Multifunctional carbon dots promote post-extraction bone regeneration for alveolar ridge preservation

The extraction of a non-restorable tooth, required due to severe caries, periodontitis, or trauma, is a common precursor to dental implantation. Following tooth extraction, physiological bone resorption occurs, and even infections can disrupt the immune microenvironment, further exacerbating bone loss. Some approaches with sophisticated antibacterial and immunomodulatory functions are required to prevent infection and orchestrate favorable tissue regeneration.
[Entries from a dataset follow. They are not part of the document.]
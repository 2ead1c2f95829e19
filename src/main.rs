// Geo Walk Simulator - Main Entry Point
//
// Offline run against the built-in square, ten ticks per agent:
//
// ```console
// $ ./target/release/geo-walk-simulator --offline --max-ticks 10 --verbose
// ```
//
// Streaming to a receiver inside a GeoJSON region:
//
// ```console
// $ ./target/release/geo-walk-simulator --region campus.geojson --endpoint http://localhost:8080/events
// ```

use anyhow::{Context, Result};
use clap::Parser;
use geo_walk_simulator::agent::{AgentProfile, AgentProfileGenerator, ProfileStats};
use geo_walk_simulator::geometry::{Point, Region, RegionLoader, RegionSampler};
use geo_walk_simulator::simulation::{
    CancellationToken, LoggingConfig, LoggingGuard, RunSummary, SimulationDriver,
};
use geo_walk_simulator::sink::build_sink;
use geo_walk_simulator::types::config::CliArgs;
use geo_walk_simulator::types::{AssetCategory, DeviceKind, SimulationConfig};
use std::process;
use std::sync::Arc;
use tracing::{error, info, Level};

fn main() {
    let args = CliArgs::parse();

    if args.print_config {
        match SimulationConfig::default().print_json() {
            Ok(json) => {
                println!("{}", json);
                return;
            }
            Err(e) => {
                eprintln!("Failed to serialize default configuration: {}", e);
                process::exit(1);
            }
        }
    }

    let _logging_guard = match init_logging(&args) {
        Ok(guard) => guard,
        Err(e) => {
            eprintln!("Failed to initialize logging: {}", e);
            process::exit(1);
        }
    };

    info!("Starting Geo Walk Simulator");

    let config = match SimulationConfig::from_cli_args(args.clone()) {
        Ok(config) => config,
        Err(e) => {
            error!("Failed to load configuration: {}", e);
            eprintln!("Failed to load configuration: {}", e);
            process::exit(1);
        }
    };

    if let Err(e) = config.validate() {
        error!("Configuration validation failed: {}", e);
        eprintln!("Configuration validation failed: {}", e);
        process::exit(1);
    }

    info!("Configuration loaded and validated successfully");

    let (region, profiles, seeds) = match prepare(&config) {
        Ok(prepared) => prepared,
        Err(e) => {
            error!("Failed to prepare simulation: {:#}", e);
            eprintln!("Failed to prepare simulation: {:#}", e);
            process::exit(1);
        }
    };

    if args.dry_run {
        eprintln!("Configuration validation successful!");
        eprintln!("Dry run mode - agents will not be started.");
        print_configuration_summary(&config, &region, &profiles);
        return;
    }

    print_startup_banner(&config, &region, &profiles);

    match run(&config, region, profiles, seeds) {
        Ok(summary) => {
            print_run_summary(&summary);
            info!("Geo Walk Simulator completed successfully");
        }
        Err(e) => {
            error!("Simulation failed: {:#}", e);
            eprintln!("Simulation failed: {:#}", e);
            process::exit(1);
        }
    }
}

fn init_logging(args: &CliArgs) -> Result<LoggingGuard, Box<dyn std::error::Error + Send + Sync>> {
    let level = if args.debug {
        Level::DEBUG
    } else if args.verbose {
        Level::INFO
    } else {
        Level::WARN
    };

    let mut logging = LoggingConfig::new().with_level(level);
    if args.debug {
        logging = logging.with_span_events();
    }
    if args.json_logs {
        logging = logging.with_json_format().without_ansi();
    }
    if let Some(directory) = &args.log_dir {
        logging = logging.with_file_logging(directory.clone());
    }
    logging.init()
}

/// Load the region, generate profiles and sample one seed position per profile
fn prepare(config: &SimulationConfig) -> Result<(Arc<Region>, Vec<AgentProfile>, Vec<Point>)> {
    let region = match &config.region_path {
        Some(path) => RegionLoader::from_file(path)
            .with_context(|| format!("failed to load region from '{}'", path))?,
        None => {
            info!("No region file given, using the built-in 100x100 square");
            Region::default_square()
        }
    };
    info!(
        "Region has {} part(s), area {:.3}, coverage {:.3} of its bounding box",
        region.parts().len(),
        region.area(),
        region.coverage_ratio()
    );

    let mut generator = match config.seed {
        Some(seed) => AgentProfileGenerator::with_seed(seed),
        None => AgentProfileGenerator::new(),
    }
    .with_spatial_reference(config.spatial_reference_id);
    let profiles = generator.generate(config.device_count, &config.floor);

    let mut sampler = match config.seed {
        Some(seed) => RegionSampler::with_seed(seed),
        None => RegionSampler::new(),
    }
    .with_max_attempts(config.max_sample_attempts);
    let seeds = sampler
        .sample(&region, profiles.len())
        .context("failed to sample seed positions")?;

    info!("Prepared {} agents", profiles.len());
    Ok((Arc::new(region), profiles, seeds))
}

fn run(
    config: &SimulationConfig,
    region: Arc<Region>,
    profiles: Vec<AgentProfile>,
    seeds: Vec<Point>,
) -> Result<RunSummary> {
    let sink = build_sink(config).context("failed to set up event sink")?;

    let cancel = CancellationToken::new();
    cancel
        .install_ctrlc_handler()
        .context("failed to install Ctrl-C handler")?;

    eprintln!("Running {} agents, press Ctrl-C to stop...", profiles.len());
    let driver = SimulationDriver::new(config, sink);
    let summary = driver
        .run(profiles, seeds, region, cancel)
        .context("simulation run failed")?;
    Ok(summary)
}

fn print_startup_banner(config: &SimulationConfig, region: &Region, profiles: &[AgentProfile]) {
    eprintln!("Geo Walk Simulator");
    eprintln!("==================");
    eprintln!("Random-walking geo assets streaming location events");
    eprintln!();

    print_configuration_summary(config, region, profiles);
}

fn print_configuration_summary(config: &SimulationConfig, region: &Region, profiles: &[AgentProfile]) {
    let stats = ProfileStats::from_profiles(profiles);
    let bbox = region.bounding_box();

    eprintln!("Configuration:");
    eprintln!("  Requested Devices: {}", config.device_count);
    eprintln!("  Floor: {}", config.floor);
    eprintln!("  Spatial Reference: {}", config.spatial_reference_id);
    eprintln!("  Step Length: {}", config.step_length);
    eprintln!("  Tick Interval: {} ms", config.tick_interval_ms);
    match (&config.endpoint, config.offline) {
        (_, true) => eprintln!("  Delivery: offline (events logged)"),
        (Some(endpoint), false) => eprintln!(
            "  Delivery: {} (timeout {} ms)",
            endpoint, config.request_timeout_ms
        ),
        (None, false) => eprintln!("  Delivery: none"),
    }
    if let Some(directory) = &config.track_output {
        eprintln!("  Track Output: {}", directory);
    }
    if let Some(max_ticks) = config.max_ticks {
        eprintln!("  Tick Limit: {}", max_ticks);
    }
    if let Some(seed) = config.seed {
        eprintln!("  Random Seed: {}", seed);
    }

    eprintln!("\nRegion:");
    eprintln!(
        "  Source: {}",
        config.region_path.as_deref().unwrap_or("built-in square")
    );
    eprintln!("  Parts: {}", region.parts().len());
    eprintln!("  Area: {:.3}", region.area());
    eprintln!(
        "  Bounds: ({:.3}, {:.3}) - ({:.3}, {:.3})",
        bbox.min_x, bbox.min_y, bbox.max_x, bbox.max_y
    );

    eprintln!("\nAgents: {}", stats.total);
    for category in AssetCategory::ALL {
        eprintln!("  {}: {}", category, stats.category(category));
    }
    for device in DeviceKind::ALL {
        eprintln!("  {}: {}", device, stats.device(device));
    }
    eprintln!();
}

fn print_run_summary(summary: &RunSummary) {
    eprintln!();
    eprintln!("{}", summary);
    for report in summary.agents.iter().filter(|r| r.outcome.is_failure()) {
        eprintln!("  {} ({}): {}", report.object_id, report.category, report.outcome);
    }
}
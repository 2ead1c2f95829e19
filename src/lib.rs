//! Geo Walk Simulator
//!
//! Simulates a fleet of geo-located assets (taxis, visitor taxis) that random-walk
//! inside a polygonal region and report their position as JSON location events,
//! for exercising a real-time geospatial ingestion pipeline without real devices.
//!
//! # Overview
//!
//! Every asset is an independent agent on its own OS thread. Once per tick it
//! advances a step counter that drives its status, takes a fixed-length step along
//! its heading (turning away from the boundary until the step lands inside the
//! region), emits an event and drifts its heading for the next tick.
//!
//! ## Key Features
//!
//! - **Polygon Regions**: GeoJSON polygons and multipolygons with holes
//! - **Uniform Seeding**: rejection sampling inside the region
//! - **Boundary Containment**: an agent is never observed outside its region
//! - **Status Cycling**: periodic normal/alert status per category vocabulary
//! - **Pluggable Sinks**: HTTP receiver, offline log, per-agent CSV tracks
//! - **Prompt Shutdown**: Ctrl-C wakes every agent out of its inter-tick wait
//!
//! ## Quick Start
//!
//! ```rust
//! use geo_walk_simulator::*;
//! use std::sync::Arc;
//!
//! let config = SimulationConfig {
//!     device_count: 10,
//!     offline: true,
//!     tick_interval_ms: 0,
//!     max_ticks: Some(5),
//!     seed: Some(42),
//!     ..Default::default()
//! };
//! config.validate()?;
//!
//! let region = Arc::new(Region::default_square());
//! let profiles = AgentProfileGenerator::with_seed(42).generate(config.device_count, &config.floor);
//! let seeds = RegionSampler::with_seed(42).sample(&region, profiles.len())?;
//!
//! let sink = Arc::new(CollectingSink::new());
//! let summary = SimulationDriver::new(&config, sink.clone())
//!     .run(profiles, seeds, region, CancellationToken::new())?;
//!
//! assert_eq!(summary.agent_count(), 4);
//! assert_eq!(sink.len(), 20);
//! # Ok::<(), Box<dyn std::error::Error>>(())
//! ```
//!
//! ## Module Organization
//!
//! - [`types`]: Identifiers, enums and configuration
//! - [`geometry`]: Regions, GeoJSON loading and seed sampling
//! - [`agent`]: Profiles, status cycling and the walk state machine
//! - [`events`]: Location event wire type and builder
//! - [`sink`]: Event delivery
//! - [`simulation`]: Driver, cancellation, statistics, errors and logging
#![warn(missing_docs, missing_debug_implementations, unreachable_pub)]

pub mod agent;
pub mod events;
pub mod geometry;
pub mod simulation;
pub mod sink;
pub mod types;

// Core types and identifiers
pub use types::{
    AssetCategory, CliArgs, ConfigError, ConfigValidationError, DeviceKind, ObjectId,
    SimulationConfig,
};

// Geometry
pub use geometry::{Point, Region, RegionLoader, RegionSampler};

// Agents
pub use agent::{AgentProfile, AgentProfileGenerator, StatusPhase, WalkAgent};

// Events
pub use events::{EventBuilder, LocationEvent};

// Sinks
pub use sink::{build_sink, CollectingSink, EventSink, HttpSink, LogSink, SinkError, TrackRecorder};

// Simulation
pub use simulation::{
    AgentOutcome, AgentReport, CancellationToken, LoggingConfig, RunSummary, SimulationDriver,
    SimulationError, SimulationResult,
};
Herein, guanidylated carbon dots (PG-CDs) with stable physicochemical properties and antibacterial–immunomodulatory functions were synthesized via a controllably hydrothermal method using citric acid and polyhexamethylene guanidine (PHMG) as precursors. PG-CDs possessed uniform spherical morphology, and surface functional groups including –NH2 and guanidyl moieties. PG-CDs displayed potent efficacy against a broad spectrum of bacteria containing oral bacteria and their biofilms via membrane disruption, coupled with high stability and little risk of resistance development. The PG-CDs possessed biocompatibility and effectively promoted a pro-regenerative microenvironment by accelerating osteogenic differentiation and guiding macrophage polarization towards the M2 phenotype. In vivo results further implied that PG-CDs effectively enhanced bone regeneration, effectively reduced oral pathogenic bacterial load, and facilitated extraction socket healing. Collectively, these findings suggest that PG-CDs represent a promising nanomedicine for maintaining alveolar bone height post-extraction and offer an effective therapeutic strategy for bone tissue regeneration.